Bobby Guerrero (4-4, 4.13 ERA) vs. Chris Wickham (4-2, 2.87 ERA)
Jonathan Toner (4-3, 3.33 ERA) vs. Sergio Aredondo (4-3, 5.81 ERA)

The southpaw Wickham was more or less their only candle left alight in the darkest night, and as the saying goes, something in the night is dangerous. Peay was swinging between the pen and rotation, wasn’t helpful in either role, and then they had a few former starters in their bullpen that could barely lift a ball these days, let alone throw it, in Juan Valdevez and Nem Jones. Both were 36, Jones was the chief reason that the Raccoons had not been in the World Series in 12 years, and neither had anything left in his right arm.

Game 1
POR: SS Bullock – 2B Spencer – 3B Nunley – LF Mendoza – RF Graves – C Rice – 1B Pelles – CF Stevenson – P Garrett
LVA: CF Serrano – 3B Navarro – RF D. Brown – SS A. Medina – C Spears – LF Curro – 2B Hebberd – 1B Gartner – P Peay

Travis Garrett ****ed up right in the first inning. The Aces got Jose Navarro on with a 1-out single, which was all dandy. With two outs, however, Garrett completely lost what little skill he had to begin with, walked three straight batters, allowed a 2-run single to Bill Hebberd, and then walked John Gartner. Stevenson threw himself into the way of Colin Peay’s liner to center to end the inning, three runs across, three stranded on two singles and four walks. The Critters had precious little going in terms of offense in the first three innings, but got Danny Rice to the plate with Graves aboard in the fourth inning. Rice CRUSHED a pitch by Colin Peay that disappeared behind the batter’s eye and was hard to measure, but was estimated at a whopping 440 feet. This closed the gap to 3-2, because Tragic Travis had – totally out of character – stopped bleeding runs from his lady zone in the meantime. But let’s not be too harsh to the kid. At least he was a semi-decent batter with two outs, and certainly a better one than Dumbo Mendoza. The Raccoons would get Pelles on Stevenson on base with two outs; Pelles raced for third on Stevenson’s single, drew a throw, but was well safe. Stevenson advanced in his slipstream. Garrett thus batted with runners on second and third and two outs, and cracked a Peay pitch up the middle and into centerfield for a score-flipping 2-run single, 4-3. That wasn’t all to the inning! Bullock walked, and then Spencer shoved a ball into the leftfield corner for a 2-run triple, but at that point it was sure all for Peay, who was replaced by the not well-aged Valdevez, who got ticketed for an RBI single by Matt Nunley, and only that was the final note in the Coons’ 7-run fourth inning.

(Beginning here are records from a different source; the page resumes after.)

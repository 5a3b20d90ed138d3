//! Simulation worker that owns the authoritative [`raid_core::GameState`].
//!
//! Receives commands from [`crate::RuntimeHandle`], executes actions via
//! [`raid_core::GameEngine`], persists the result and publishes events to the
//! [`EventBus`].

use std::sync::Arc;

use tokio::sync::{mpsc, oneshot};
use tracing::{debug, error, info, warn};

use raid_core::{
    Action, ActionResult, ExecutionOutcome, GameConfig, GameEngine, GameError, GameState,
};

use crate::api::{Result, RuntimeError};
use crate::events::{Event, EventBus, Notification, Rejection};
use crate::ledger::TokenLedger;
use crate::repository::StateRepository;
use crate::utils::hash;

/// Commands that can be sent to the simulation worker
pub enum Command {
    /// Execute an action and reply once it is committed or rejected.
    Execute {
        action: Action,
        reply: oneshot::Sender<Result<ExecutionOutcome>>,
    },
    /// Query the current game state (read-only).
    QueryState { reply: oneshot::Sender<GameState> },
}

/// Background task that processes commands one at a time.
pub struct SimulationWorker {
    state: GameState,
    config: GameConfig,
    repository: Arc<dyn StateRepository>,
    ledger: Arc<dyn TokenLedger>,
    command_rx: mpsc::Receiver<Command>,
    event_bus: EventBus,
}

impl SimulationWorker {
    pub fn new(
        state: GameState,
        config: GameConfig,
        repository: Arc<dyn StateRepository>,
        ledger: Arc<dyn TokenLedger>,
        command_rx: mpsc::Receiver<Command>,
        event_bus: EventBus,
    ) -> Self {
        info!(
            "SimulationWorker initialized at nonce {} (operator: {}, characters: {}, root: {})",
            state.nonce,
            state.operator,
            state.characters.len(),
            hash::short_state_root(&state)
        );

        Self {
            state,
            config,
            repository,
            ledger,
            command_rx,
            event_bus,
        }
    }

    /// Main worker loop. Ends when every handle has been dropped.
    pub async fn run(mut self) {
        while let Some(cmd) = self.command_rx.recv().await {
            self.handle_command(cmd);
        }
        debug!("SimulationWorker stopped at nonce {}", self.state.nonce);
    }

    fn handle_command(&mut self, cmd: Command) {
        match cmd {
            Command::Execute { action, reply } => {
                let result = self.execute_action(action);
                if reply.send(result).is_err() {
                    debug!("Execute reply channel closed (caller dropped)");
                }
            }
            Command::QueryState { reply } => {
                if reply.send(self.state.clone()).is_err() {
                    debug!("QueryState reply channel closed (caller dropped)");
                }
            }
        }
    }

    /// Executes, persists and commits an action, then publishes its events.
    ///
    /// The live state is replaced only after the repository accepted the new
    /// state, so a failed save behaves like a rejection.
    fn execute_action(&mut self, action: Action) -> Result<ExecutionOutcome> {
        let mut working = self.state.clone();

        let outcome = match GameEngine::new(&mut working).execute(&self.config, &action) {
            Ok(outcome) => outcome,
            Err(error) => {
                warn!(
                    action = action.name(),
                    caller = %action.caller,
                    code = error.error_code(),
                    phase = error.phase().as_str(),
                    reason = ?error.error().claim_rejection(),
                    "Action rejected: {}",
                    error.error()
                );
                self.event_bus.publish(Event::Rejection(Rejection::new(
                    self.state.nonce,
                    action,
                    &error,
                )));
                return Err(RuntimeError::Rejected(error));
            }
        };

        if let Err(error) = self.repository.save(outcome.nonce, &working) {
            error!(
                action = action.name(),
                nonce = outcome.nonce,
                "Failed to persist state, discarding commit: {}",
                error
            );
            return Err(error.into());
        }

        self.state = working;
        debug!(
            action = action.name(),
            caller = %action.caller,
            nonce = outcome.nonce,
            root = %hash::short_state_root(&self.state),
            "Action committed"
        );

        if let ActionResult::RewardClaimed(token) = &outcome.action_result
            && let Err(error) = self.ledger.mint(token)
        {
            // The state already owns the token; the ledger can be rebuilt from it.
            error!("Failed to mirror token {} into ledger: {}", token.id, error);
        }

        for event in &outcome.events {
            self.event_bus.publish(Event::Notification(Notification {
                nonce: outcome.nonce,
                event: event.clone(),
            }));
        }

        Ok(outcome)
    }
}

Now, a 7-3 lead was sweet and all, but there was one caveat: Travis Garrett had not only driven in two and had scored a run, no, he had also found back to the dugout without being abducted, had not slipped on the stairs, and hadn’t choked on birdseed either, so he was back in the mound, and technically this was only the fourth inning, still. Now, to be fair to a guy, who did his best – the Aces would not get a base runner in the fourth or the fifth, but there was a certain kind of acrobatics going on with the defenders that I didn’t like to see on a grass field and much less so on turf. Actually, Garrett was the next guy to drop in a single, doing so with one out in the sixth inning. Bullock walked, and with two down Matt Nunley crushed a 3-piece that gave the Raccoons a 10-3 lead. Nevertheless, the train for a genuinely good outing for Garrett had long departed and was in the next state over, and Garrett was on 93 pitches through five innings thanks to an equal amount of walks issued early on. It’s just like when your six-year-old draws a ‘dog’. The ugly creature looks nothing like a dog, your actual dog is highly insulted by the disfigured creature on paper, and you still pin the beast on the fridge until quietly throwing it out two weeks later – keep the peace and keep going. Errol Spears hit a leadoff jack off Garrett in the bottom of the sixth. Garrett got his pat on the back from the pitching coach as David Kipple came from the pen to make his major league debut, and while I was hating Garrett intensely from my place near the most conveniently located place in the park that had booze. Kipple faced three batters, retired one, but Joel Davis changed his diapers with minimal disturbances, and the Aces remained behind by six, a gap that grew to eight in the top of the seventh against Michael Sieben’s inept stickballing. Four unearned runs fell out of Danny Lobato in the ninth inning. Lobato also drilled Sugano with two outs when we didn’t want to use another reliever and sent him to bat instead. Barely worse for wear, he retired the Aces in order in the bottom 9th, logging four outs total in the double-digit rout. 16-4 Furballs!! Bullock 2-5, BB, RBI; Spencer 2-6, 3B, 2 RBI; Nunley 3-6, HR, 5 RBI; Graves 2-5, 2B, 2 RBI; Rice 3-6, HR, 2 RBI; Pelles 2-3, 3 BB, RBI; Sloan 1.2 IP, 0 H, 0 R, 1 BB, 2 K;

Mendoza and Stevenson were our only players in the starting nine that didn’t collect two hits, but both collected one. We had 18 base knocks in total.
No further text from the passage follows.